Work instruction: Your answer should consist of the lines below that hold the word "filename".

Exercise input:
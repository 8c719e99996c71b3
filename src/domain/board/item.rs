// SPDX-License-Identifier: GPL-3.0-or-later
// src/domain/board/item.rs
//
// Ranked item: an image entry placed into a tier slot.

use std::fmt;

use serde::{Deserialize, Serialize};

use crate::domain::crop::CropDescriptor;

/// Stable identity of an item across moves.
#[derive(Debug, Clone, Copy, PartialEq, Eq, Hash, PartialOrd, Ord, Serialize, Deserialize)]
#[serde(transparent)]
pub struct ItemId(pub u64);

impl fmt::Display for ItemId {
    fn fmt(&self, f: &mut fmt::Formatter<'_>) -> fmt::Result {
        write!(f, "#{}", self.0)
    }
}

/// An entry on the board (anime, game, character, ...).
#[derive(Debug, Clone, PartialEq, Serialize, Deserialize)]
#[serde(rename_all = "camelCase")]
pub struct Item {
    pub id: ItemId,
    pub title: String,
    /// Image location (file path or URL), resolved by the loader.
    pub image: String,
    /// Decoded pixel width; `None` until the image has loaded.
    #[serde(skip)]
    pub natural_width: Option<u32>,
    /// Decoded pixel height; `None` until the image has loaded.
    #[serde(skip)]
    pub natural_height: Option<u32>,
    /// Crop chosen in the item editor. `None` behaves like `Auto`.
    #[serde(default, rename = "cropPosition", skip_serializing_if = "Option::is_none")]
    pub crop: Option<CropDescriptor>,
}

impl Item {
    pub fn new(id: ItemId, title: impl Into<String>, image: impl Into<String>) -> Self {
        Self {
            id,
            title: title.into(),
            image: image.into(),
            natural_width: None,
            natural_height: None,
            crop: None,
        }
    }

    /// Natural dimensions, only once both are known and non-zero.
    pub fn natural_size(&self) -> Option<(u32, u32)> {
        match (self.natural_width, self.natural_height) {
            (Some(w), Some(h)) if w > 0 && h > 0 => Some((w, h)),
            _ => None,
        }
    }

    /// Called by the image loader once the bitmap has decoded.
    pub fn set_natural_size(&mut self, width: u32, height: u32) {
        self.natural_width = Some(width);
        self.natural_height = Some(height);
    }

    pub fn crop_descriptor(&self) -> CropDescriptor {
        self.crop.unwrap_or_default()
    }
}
---
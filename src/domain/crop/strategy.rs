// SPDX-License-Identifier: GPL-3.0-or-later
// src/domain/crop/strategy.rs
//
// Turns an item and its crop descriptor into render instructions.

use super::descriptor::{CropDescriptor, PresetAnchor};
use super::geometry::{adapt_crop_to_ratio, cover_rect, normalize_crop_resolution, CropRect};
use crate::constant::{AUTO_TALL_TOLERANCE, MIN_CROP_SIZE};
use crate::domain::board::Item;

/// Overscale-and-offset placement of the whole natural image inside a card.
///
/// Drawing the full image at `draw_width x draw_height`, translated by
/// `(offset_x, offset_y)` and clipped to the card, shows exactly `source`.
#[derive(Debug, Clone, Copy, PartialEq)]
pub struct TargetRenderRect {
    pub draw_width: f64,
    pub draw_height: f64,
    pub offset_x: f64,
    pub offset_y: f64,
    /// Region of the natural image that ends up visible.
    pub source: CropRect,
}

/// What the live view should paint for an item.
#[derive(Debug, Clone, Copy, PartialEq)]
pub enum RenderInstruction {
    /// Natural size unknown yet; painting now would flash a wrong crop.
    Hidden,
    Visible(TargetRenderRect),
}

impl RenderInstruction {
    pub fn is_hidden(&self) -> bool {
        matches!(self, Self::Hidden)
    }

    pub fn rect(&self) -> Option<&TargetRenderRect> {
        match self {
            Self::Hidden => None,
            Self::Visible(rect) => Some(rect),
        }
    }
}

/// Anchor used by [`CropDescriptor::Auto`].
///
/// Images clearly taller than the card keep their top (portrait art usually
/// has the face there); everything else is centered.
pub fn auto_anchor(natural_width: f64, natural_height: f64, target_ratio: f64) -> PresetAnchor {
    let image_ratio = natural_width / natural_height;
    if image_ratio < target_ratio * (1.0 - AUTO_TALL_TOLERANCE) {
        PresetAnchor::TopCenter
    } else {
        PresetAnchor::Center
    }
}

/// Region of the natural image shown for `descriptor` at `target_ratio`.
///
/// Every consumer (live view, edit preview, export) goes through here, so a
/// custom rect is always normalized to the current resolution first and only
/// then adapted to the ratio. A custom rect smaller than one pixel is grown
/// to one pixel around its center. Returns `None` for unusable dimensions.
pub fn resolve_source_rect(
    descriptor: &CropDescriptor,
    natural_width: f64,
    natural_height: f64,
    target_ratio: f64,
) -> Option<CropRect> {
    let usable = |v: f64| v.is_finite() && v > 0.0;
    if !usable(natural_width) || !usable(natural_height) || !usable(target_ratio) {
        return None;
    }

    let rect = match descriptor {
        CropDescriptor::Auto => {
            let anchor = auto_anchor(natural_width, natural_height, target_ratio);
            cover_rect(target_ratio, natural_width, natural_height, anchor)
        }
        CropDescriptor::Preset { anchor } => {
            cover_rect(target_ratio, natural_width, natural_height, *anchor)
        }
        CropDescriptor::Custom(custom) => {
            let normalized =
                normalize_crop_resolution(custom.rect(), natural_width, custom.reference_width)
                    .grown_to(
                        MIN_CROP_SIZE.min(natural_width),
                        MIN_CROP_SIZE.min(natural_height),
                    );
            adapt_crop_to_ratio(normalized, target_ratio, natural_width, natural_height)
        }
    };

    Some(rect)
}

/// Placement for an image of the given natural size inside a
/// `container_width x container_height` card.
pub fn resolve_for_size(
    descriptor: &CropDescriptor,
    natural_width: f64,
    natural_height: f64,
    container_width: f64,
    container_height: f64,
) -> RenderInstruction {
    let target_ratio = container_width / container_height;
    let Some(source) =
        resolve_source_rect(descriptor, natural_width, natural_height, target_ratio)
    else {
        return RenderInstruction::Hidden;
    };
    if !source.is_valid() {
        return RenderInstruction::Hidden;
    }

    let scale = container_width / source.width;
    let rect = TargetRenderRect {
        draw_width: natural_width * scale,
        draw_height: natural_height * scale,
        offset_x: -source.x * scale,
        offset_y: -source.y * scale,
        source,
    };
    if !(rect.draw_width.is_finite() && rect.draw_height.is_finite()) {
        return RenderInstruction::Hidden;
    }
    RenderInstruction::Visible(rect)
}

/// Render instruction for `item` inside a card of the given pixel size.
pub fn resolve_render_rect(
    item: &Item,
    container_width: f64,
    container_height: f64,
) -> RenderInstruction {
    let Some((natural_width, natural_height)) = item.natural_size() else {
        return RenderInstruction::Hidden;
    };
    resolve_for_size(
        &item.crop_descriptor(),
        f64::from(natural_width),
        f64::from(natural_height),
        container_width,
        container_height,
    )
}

Answer below:
filename src/domain/board/item.rs
filename src/domain/crop/strategy.rs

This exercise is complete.